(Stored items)
..............................
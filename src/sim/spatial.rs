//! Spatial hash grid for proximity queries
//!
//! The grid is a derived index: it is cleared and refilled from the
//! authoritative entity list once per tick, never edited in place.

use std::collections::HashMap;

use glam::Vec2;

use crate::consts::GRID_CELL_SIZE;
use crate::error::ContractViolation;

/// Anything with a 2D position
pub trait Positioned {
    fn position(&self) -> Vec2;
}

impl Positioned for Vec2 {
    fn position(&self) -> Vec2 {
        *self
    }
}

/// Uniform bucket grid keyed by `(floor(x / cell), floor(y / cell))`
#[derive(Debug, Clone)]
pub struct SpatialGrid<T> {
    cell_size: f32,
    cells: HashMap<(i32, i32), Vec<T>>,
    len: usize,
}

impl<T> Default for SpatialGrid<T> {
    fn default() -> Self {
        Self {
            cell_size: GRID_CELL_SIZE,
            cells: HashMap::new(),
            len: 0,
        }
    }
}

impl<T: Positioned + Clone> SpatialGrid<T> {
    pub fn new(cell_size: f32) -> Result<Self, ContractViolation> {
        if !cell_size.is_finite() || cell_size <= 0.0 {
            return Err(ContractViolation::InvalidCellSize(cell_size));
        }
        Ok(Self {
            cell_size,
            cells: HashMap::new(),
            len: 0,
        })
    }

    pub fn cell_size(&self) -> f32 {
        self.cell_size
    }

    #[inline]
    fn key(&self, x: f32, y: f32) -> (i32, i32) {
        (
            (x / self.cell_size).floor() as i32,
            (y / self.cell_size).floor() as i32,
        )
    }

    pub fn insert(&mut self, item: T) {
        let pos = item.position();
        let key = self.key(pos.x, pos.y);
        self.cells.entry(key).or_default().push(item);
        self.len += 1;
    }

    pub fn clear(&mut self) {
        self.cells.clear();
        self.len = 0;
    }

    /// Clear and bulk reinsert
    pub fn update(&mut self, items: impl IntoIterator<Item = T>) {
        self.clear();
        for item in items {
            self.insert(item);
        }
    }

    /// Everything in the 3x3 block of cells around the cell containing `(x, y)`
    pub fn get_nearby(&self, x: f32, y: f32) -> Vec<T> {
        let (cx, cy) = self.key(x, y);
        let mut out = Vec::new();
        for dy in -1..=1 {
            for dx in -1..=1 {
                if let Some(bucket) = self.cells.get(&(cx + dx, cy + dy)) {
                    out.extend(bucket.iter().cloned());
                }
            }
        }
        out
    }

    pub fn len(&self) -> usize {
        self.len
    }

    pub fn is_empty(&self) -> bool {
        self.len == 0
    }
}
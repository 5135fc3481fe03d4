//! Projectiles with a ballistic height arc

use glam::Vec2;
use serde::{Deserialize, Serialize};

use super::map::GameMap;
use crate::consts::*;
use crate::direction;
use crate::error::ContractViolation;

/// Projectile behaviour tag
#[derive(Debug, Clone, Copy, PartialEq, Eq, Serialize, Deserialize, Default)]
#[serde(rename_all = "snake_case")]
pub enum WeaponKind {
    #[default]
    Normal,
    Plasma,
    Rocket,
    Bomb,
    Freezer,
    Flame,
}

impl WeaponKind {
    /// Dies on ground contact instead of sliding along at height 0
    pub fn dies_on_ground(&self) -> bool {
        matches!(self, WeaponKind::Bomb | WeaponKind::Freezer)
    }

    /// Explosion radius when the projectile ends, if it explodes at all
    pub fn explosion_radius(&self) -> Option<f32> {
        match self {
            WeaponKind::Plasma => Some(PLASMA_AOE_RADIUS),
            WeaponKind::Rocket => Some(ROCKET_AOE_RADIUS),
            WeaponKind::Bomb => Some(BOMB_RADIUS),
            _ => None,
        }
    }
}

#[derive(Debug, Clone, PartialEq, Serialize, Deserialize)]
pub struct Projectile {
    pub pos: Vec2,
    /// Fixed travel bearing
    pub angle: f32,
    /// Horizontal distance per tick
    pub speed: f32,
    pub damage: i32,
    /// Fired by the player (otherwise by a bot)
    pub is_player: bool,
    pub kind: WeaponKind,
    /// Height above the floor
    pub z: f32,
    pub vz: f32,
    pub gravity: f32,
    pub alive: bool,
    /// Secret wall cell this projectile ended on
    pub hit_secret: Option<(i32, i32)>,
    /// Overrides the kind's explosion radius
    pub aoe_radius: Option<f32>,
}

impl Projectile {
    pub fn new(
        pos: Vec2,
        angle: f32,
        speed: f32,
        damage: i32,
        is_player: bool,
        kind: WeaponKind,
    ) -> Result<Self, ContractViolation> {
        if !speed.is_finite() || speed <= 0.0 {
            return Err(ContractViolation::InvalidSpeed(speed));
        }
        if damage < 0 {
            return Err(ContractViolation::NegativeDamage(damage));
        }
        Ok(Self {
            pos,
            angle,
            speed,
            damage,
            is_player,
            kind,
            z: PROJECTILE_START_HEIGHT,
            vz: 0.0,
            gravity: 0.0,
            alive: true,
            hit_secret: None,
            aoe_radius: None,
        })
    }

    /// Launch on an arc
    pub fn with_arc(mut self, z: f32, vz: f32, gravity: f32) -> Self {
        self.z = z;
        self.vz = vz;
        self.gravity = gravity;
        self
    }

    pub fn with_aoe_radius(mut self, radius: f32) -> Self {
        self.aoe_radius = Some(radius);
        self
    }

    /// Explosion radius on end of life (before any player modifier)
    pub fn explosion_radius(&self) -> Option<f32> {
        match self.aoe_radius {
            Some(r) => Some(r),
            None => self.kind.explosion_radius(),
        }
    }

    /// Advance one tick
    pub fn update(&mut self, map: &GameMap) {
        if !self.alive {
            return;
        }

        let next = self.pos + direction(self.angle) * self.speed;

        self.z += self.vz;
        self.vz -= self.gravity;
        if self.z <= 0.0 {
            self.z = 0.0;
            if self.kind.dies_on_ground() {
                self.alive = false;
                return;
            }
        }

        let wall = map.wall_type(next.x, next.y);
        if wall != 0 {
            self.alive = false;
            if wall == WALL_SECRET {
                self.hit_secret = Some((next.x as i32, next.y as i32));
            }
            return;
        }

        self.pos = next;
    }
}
..............................
Restate each record above exactly, leaving nothing out.

▸ RESULT OF THIS EXERCISE:
filename src/sim/spatial.rs
//! Spatial hash grid for proximity queries
//!
//! The grid is a derived index: it is cleared and refilled from the
//! authoritative entity list once per tick, never edited in place.

use std::collections::HashMap;

use glam::Vec2;

use crate::consts::GRID_CELL_SIZE;
use crate::error::ContractViolation;

/// Anything with a 2D position
pub trait Positioned {
    fn position(&self) -> Vec2;
}

impl Positioned for Vec2 {
    fn position(&self) -> Vec2 {
        *self
    }
}

/// Uniform bucket grid keyed by `(floor(x / cell), floor(y / cell))`
#[derive(Debug, Clone)]
pub struct SpatialGrid<T> {
    cell_size: f32,
    cells: HashMap<(i32, i32), Vec<T>>,
    len: usize,
}

impl<T> Default for SpatialGrid<T> {
    fn default() -> Self {
        Self {
            cell_size: GRID_CELL_SIZE,
            cells: HashMap::new(),
            len: 0,
        }
    }
}

impl<T: Positioned + Clone> SpatialGrid<T> {
    pub fn new(cell_size: f32) -> Result<Self, ContractViolation> {
        if !cell_size.is_finite() || cell_size <= 0.0 {
            return Err(ContractViolation::InvalidCellSize(cell_size));
        }
        Ok(Self {
            cell_size,
            cells: HashMap::new(),
            len: 0,
        })
    }

    pub fn cell_size(&self) -> f32 {
        self.cell_size
    }

    #[inline]
    fn key(&self, x: f32, y: f32) -> (i32, i32) {
        (
            (x / self.cell_size).floor() as i32,
            (y / self.cell_size).floor() as i32,
        )
    }

    pub fn insert(&mut self, item: T) {
        let pos = item.position();
        let key = self.key(pos.x, pos.y);
        self.cells.entry(key).or_default().push(item);
        self.len += 1;
    }

    pub fn clear(&mut self) {
        self.cells.clear();
        self.len = 0;
    }

    /// Clear and bulk reinsert
    pub fn update(&mut self, items: impl IntoIterator<Item = T>) {
        self.clear();
        for item in items {
            self.insert(item);
        }
    }

    /// Everything in the 3x3 block of cells around the cell containing `(x, y)`
    pub fn get_nearby(&self, x: f32, y: f32) -> Vec<T> {
        let (cx, cy) = self.key(x, y);
        let mut out = Vec::new();
        for dy in -1..=1 {
            for dx in -1..=1 {
                if let Some(bucket) = self.cells.get(&(cx + dx, cy + dy)) {
                    out.extend(bucket.iter().cloned());
                }
            }
        }
        out
    }

    pub fn len(&self) -> usize {
        self.len
    }

    pub fn is_empty(&self) -> bool {
        self.len == 0
    }
}
repository 5135fc3481fe03d4
//! Projectiles with a ballistic height arc

use glam::Vec2;
use serde::{Deserialize, Serialize};

use super::map::GameMap;
use crate::consts::*;
use crate::direction;
use crate::error::ContractViolation;

/// Projectile behaviour tag
#[derive(Debug, Clone, Copy, PartialEq, Eq, Serialize, Deserialize, Default)]
#[serde(rename_all = "snake_case")]
pub enum WeaponKind {
    #[default]
    Normal,
    Plasma,
    Rocket,
    Bomb,
    Freezer,
    Flame,
}

impl WeaponKind {
    /// Dies on ground contact instead of sliding along at height 0
    pub fn dies_on_ground(&self) -> bool {
        matches!(self, WeaponKind::Bomb | WeaponKind::Freezer)
    }

    /// Explosion radius when the projectile ends, if it explodes at all
    pub fn explosion_radius(&self) -> Option<f32> {
        match self {
            WeaponKind::Plasma => Some(PLASMA_AOE_RADIUS),
            WeaponKind::Rocket => Some(ROCKET_AOE_RADIUS),
            WeaponKind::Bomb => Some(BOMB_RADIUS),
            _ => None,
        }
    }
}

#[derive(Debug, Clone, PartialEq, Serialize, Deserialize)]
pub struct Projectile {
    pub pos: Vec2,
    /// Fixed travel bearing
    pub angle: f32,
    /// Horizontal distance per tick
    pub speed: f32,
    pub damage: i32,
    /// Fired by the player (otherwise by a bot)
    pub is_player: bool,
    pub kind: WeaponKind,
    /// Height above the floor
    pub z: f32,
    pub vz: f32,
    pub gravity: f32,
    pub alive: bool,
    /// Secret wall cell this projectile ended on
    pub hit_secret: Option<(i32, i32)>,
    /// Overrides the kind's explosion radius
    pub aoe_radius: Option<f32>,
}

impl Projectile {
    pub fn new(
        pos: Vec2,
        angle: f32,
        speed: f32,
        damage: i32,
        is_player: bool,
        kind: WeaponKind,
    ) -> Result<Self, ContractViolation> {
        if !speed.is_finite() || speed <= 0.0 {
            return Err(ContractViolation::InvalidSpeed(speed));
        }
        if damage < 0 {
            return Err(ContractViolation::NegativeDamage(damage));
        }
        Ok(Self {
            pos,
            angle,
            speed,
            damage,
            is_player,
            kind,
            z: PROJECTILE_START_HEIGHT,
            vz: 0.0,
            gravity: 0.0,
            alive: true,
            hit_secret: None,
            aoe_radius: None,
        })
    }

    /// Launch on an arc
    pub fn with_arc(mut self, z: f32, vz: f32, gravity: f32) -> Self {
        self.z = z;
        self.vz = vz;
        self.gravity = gravity;
        self
    }

    pub fn with_aoe_radius(mut self, radius: f32) -> Self {
        self.aoe_radius = Some(radius);
        self
    }

    /// Explosion radius on end of life (before any player modifier)
    pub fn explosion_radius(&self) -> Option<f32> {
        match self.aoe_radius {
            Some(r) => Some(r),
            None => self.kind.explosion_radius(),
        }
    }

    /// Advance one tick
    pub fn update(&mut self, map: &GameMap) {
        if !self.alive {
            return;
        }

        let next = self.pos + direction(self.angle) * self.speed;

        self.z += self.vz;
        self.vz -= self.gravity;
        if self.z <= 0.0 {
            self.z = 0.0;
            if self.kind.dies_on_ground() {
                self.alive = false;
                return;
            }
        }

        let wall = map.wall_type(next.x, next.y);
        if wall != 0 {
            self.alive = false;
            if wall == WALL_SECRET {
                self.hit_secret = Some((next.x as i32, next.y as i32));
            }
            return;
        }

        self.pos = next;
    }
}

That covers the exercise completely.